**ABOUT THIS EXERCISE:** One number is the whole answer: how many lines of the material hold "Errors".

==============================

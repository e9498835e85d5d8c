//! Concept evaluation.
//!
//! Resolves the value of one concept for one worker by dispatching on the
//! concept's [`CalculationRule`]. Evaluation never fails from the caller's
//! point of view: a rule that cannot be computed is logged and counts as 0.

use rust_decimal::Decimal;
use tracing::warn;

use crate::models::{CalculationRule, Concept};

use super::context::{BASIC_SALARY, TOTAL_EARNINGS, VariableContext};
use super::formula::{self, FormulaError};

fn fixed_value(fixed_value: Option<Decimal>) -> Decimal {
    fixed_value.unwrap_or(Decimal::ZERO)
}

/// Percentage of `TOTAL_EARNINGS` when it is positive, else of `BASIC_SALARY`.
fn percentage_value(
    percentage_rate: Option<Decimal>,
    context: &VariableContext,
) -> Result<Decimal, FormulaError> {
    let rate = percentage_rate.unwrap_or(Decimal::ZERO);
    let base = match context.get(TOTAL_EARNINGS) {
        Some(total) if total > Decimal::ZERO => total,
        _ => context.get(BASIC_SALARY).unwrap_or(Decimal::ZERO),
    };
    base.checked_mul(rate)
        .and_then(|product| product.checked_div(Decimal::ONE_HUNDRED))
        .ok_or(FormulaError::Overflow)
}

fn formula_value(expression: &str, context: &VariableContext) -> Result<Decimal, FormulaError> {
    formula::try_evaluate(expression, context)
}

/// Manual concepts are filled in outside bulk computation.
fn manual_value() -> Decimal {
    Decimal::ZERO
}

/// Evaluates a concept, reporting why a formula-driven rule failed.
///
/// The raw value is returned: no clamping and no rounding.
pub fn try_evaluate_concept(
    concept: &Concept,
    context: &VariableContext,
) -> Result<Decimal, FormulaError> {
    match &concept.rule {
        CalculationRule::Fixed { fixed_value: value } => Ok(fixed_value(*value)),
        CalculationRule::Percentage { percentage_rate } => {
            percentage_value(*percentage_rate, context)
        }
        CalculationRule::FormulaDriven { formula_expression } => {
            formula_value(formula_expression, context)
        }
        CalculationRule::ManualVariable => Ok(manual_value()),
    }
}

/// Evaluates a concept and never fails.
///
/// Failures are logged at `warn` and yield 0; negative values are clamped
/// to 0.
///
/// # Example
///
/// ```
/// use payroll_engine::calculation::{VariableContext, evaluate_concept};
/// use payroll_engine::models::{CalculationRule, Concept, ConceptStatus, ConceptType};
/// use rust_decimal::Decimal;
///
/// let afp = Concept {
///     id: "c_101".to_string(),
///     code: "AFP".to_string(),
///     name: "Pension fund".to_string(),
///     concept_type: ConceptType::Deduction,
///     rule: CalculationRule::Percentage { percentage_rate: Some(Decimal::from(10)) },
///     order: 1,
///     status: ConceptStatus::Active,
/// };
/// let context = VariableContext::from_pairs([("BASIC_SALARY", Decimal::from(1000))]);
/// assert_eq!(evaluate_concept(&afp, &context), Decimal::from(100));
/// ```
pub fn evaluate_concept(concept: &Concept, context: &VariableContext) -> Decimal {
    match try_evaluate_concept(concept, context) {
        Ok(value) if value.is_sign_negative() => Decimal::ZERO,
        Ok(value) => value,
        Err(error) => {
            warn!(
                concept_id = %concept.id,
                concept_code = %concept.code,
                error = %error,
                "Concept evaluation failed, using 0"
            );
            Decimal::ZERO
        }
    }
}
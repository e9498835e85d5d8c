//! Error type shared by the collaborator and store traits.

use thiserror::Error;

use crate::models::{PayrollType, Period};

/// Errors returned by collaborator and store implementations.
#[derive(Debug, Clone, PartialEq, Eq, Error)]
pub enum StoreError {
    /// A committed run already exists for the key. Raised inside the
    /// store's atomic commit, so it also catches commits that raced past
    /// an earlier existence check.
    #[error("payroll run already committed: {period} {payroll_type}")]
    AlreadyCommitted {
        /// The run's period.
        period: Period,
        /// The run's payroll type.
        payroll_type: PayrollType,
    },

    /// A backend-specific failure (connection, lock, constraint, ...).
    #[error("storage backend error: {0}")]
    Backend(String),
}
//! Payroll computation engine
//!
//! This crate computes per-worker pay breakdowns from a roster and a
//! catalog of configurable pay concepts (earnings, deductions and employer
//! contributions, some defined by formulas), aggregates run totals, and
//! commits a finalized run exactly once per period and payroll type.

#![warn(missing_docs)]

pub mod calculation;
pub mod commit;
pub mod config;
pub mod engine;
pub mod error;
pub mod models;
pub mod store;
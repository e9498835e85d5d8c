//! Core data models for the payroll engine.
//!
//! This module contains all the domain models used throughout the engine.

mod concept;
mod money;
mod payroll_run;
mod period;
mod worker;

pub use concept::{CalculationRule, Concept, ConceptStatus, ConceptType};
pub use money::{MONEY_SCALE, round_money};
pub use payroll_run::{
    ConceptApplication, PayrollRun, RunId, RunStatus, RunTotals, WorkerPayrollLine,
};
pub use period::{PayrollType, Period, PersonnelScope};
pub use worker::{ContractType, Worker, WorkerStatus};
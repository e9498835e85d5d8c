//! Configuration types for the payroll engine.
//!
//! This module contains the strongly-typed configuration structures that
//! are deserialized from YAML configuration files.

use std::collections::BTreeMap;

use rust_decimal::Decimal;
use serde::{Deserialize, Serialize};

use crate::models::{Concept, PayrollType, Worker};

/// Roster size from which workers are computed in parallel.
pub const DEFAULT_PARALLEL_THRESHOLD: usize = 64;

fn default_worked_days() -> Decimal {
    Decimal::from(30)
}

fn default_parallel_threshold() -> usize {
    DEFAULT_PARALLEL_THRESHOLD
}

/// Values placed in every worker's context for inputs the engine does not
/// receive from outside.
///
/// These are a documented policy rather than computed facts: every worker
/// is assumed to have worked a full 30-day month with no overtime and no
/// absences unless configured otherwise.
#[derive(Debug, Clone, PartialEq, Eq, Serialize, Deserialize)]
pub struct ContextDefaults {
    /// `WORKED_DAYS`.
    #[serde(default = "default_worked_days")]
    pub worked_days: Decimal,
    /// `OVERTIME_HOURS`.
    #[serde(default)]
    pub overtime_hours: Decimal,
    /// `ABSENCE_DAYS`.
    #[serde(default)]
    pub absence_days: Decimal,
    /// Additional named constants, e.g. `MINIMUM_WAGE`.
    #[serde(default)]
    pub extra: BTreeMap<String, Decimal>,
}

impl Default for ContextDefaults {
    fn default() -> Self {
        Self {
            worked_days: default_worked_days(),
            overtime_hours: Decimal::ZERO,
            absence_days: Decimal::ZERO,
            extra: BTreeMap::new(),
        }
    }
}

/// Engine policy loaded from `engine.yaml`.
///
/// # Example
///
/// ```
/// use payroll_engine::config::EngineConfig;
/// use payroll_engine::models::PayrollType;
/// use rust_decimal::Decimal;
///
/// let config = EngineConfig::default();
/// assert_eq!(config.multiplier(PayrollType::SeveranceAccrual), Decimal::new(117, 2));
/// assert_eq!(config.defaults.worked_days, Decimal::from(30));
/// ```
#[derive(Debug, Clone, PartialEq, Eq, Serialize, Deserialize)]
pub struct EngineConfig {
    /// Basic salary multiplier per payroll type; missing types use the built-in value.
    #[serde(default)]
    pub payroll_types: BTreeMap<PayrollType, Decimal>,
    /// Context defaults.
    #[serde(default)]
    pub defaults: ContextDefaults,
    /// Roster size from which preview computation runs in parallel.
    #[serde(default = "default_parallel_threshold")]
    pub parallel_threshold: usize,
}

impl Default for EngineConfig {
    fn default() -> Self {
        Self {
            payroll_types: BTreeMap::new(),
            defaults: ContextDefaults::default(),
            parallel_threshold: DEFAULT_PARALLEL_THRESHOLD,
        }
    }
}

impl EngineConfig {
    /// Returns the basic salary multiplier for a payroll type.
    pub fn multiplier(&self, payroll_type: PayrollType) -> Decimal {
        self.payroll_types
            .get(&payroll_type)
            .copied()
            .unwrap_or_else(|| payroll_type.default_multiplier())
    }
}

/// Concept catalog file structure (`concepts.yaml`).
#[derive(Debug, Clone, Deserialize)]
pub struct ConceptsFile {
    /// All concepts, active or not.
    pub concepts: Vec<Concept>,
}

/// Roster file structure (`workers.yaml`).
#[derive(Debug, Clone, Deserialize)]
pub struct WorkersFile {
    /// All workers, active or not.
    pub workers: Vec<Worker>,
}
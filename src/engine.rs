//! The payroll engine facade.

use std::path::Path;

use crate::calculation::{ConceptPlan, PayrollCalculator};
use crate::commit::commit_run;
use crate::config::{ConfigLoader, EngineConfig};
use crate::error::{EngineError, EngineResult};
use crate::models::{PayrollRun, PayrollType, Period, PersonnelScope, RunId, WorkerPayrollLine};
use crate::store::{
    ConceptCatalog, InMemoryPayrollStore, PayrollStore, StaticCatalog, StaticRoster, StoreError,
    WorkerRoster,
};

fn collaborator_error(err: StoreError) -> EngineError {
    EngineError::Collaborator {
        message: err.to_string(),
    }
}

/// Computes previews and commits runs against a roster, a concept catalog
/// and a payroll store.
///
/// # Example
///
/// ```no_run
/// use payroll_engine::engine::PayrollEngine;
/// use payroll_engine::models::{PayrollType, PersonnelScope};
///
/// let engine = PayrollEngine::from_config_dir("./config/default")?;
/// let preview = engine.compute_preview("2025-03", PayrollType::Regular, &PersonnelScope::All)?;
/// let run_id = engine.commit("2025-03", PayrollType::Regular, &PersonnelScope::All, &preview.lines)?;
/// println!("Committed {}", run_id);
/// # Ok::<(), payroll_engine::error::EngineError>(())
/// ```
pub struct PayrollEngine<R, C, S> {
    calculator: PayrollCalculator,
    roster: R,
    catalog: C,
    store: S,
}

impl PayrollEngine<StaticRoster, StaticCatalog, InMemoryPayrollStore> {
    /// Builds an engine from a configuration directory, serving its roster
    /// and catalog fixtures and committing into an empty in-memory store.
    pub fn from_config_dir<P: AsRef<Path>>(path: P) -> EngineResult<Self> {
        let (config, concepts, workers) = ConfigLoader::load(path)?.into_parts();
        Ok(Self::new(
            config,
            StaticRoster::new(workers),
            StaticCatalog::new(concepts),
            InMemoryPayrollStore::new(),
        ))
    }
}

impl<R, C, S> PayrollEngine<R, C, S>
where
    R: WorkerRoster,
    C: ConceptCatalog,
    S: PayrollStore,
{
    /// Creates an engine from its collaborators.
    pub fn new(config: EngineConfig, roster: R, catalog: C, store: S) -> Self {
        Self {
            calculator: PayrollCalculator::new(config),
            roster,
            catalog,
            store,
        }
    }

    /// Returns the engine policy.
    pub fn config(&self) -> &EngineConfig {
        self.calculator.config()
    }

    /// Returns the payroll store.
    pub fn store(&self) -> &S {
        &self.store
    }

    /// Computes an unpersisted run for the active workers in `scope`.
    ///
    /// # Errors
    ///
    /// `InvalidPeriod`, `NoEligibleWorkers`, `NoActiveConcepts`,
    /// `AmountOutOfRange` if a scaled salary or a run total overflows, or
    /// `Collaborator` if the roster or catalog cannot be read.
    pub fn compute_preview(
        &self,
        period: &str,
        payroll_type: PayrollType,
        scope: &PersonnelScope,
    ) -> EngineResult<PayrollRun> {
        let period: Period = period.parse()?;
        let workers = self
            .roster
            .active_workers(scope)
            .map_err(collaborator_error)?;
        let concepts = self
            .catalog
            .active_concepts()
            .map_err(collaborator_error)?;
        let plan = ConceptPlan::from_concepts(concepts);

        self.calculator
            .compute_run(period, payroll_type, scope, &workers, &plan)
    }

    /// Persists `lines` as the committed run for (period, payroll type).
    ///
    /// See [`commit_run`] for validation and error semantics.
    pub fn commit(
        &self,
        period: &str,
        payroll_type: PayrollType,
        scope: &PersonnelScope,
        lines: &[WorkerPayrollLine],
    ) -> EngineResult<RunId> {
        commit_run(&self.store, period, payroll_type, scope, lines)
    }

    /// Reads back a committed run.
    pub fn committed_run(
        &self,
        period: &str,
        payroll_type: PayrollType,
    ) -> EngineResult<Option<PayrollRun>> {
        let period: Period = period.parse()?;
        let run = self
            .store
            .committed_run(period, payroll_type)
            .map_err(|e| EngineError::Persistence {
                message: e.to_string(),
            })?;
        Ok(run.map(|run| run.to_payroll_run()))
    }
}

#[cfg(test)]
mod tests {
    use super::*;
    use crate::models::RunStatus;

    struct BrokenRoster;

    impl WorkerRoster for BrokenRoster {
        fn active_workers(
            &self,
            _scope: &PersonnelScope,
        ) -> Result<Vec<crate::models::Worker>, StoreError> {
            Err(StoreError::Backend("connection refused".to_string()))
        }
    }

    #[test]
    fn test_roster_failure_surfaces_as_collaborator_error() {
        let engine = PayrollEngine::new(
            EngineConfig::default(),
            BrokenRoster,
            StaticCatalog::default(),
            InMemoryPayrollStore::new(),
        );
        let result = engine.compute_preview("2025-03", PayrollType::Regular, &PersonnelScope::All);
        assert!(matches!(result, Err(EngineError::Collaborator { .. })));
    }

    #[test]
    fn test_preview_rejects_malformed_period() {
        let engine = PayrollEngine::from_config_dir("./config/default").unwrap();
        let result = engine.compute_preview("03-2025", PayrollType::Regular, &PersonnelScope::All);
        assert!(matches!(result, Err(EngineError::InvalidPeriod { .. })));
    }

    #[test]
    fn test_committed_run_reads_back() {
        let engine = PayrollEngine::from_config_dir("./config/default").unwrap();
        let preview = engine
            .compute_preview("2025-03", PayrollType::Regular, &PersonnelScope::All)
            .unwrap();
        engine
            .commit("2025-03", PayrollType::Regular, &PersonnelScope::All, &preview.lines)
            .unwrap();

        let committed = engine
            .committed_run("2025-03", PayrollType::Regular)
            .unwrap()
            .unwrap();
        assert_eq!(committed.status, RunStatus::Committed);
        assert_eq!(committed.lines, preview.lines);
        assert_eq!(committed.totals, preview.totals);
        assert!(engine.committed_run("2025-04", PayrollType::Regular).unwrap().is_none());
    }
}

==============================

**ANSWER BOX:** 2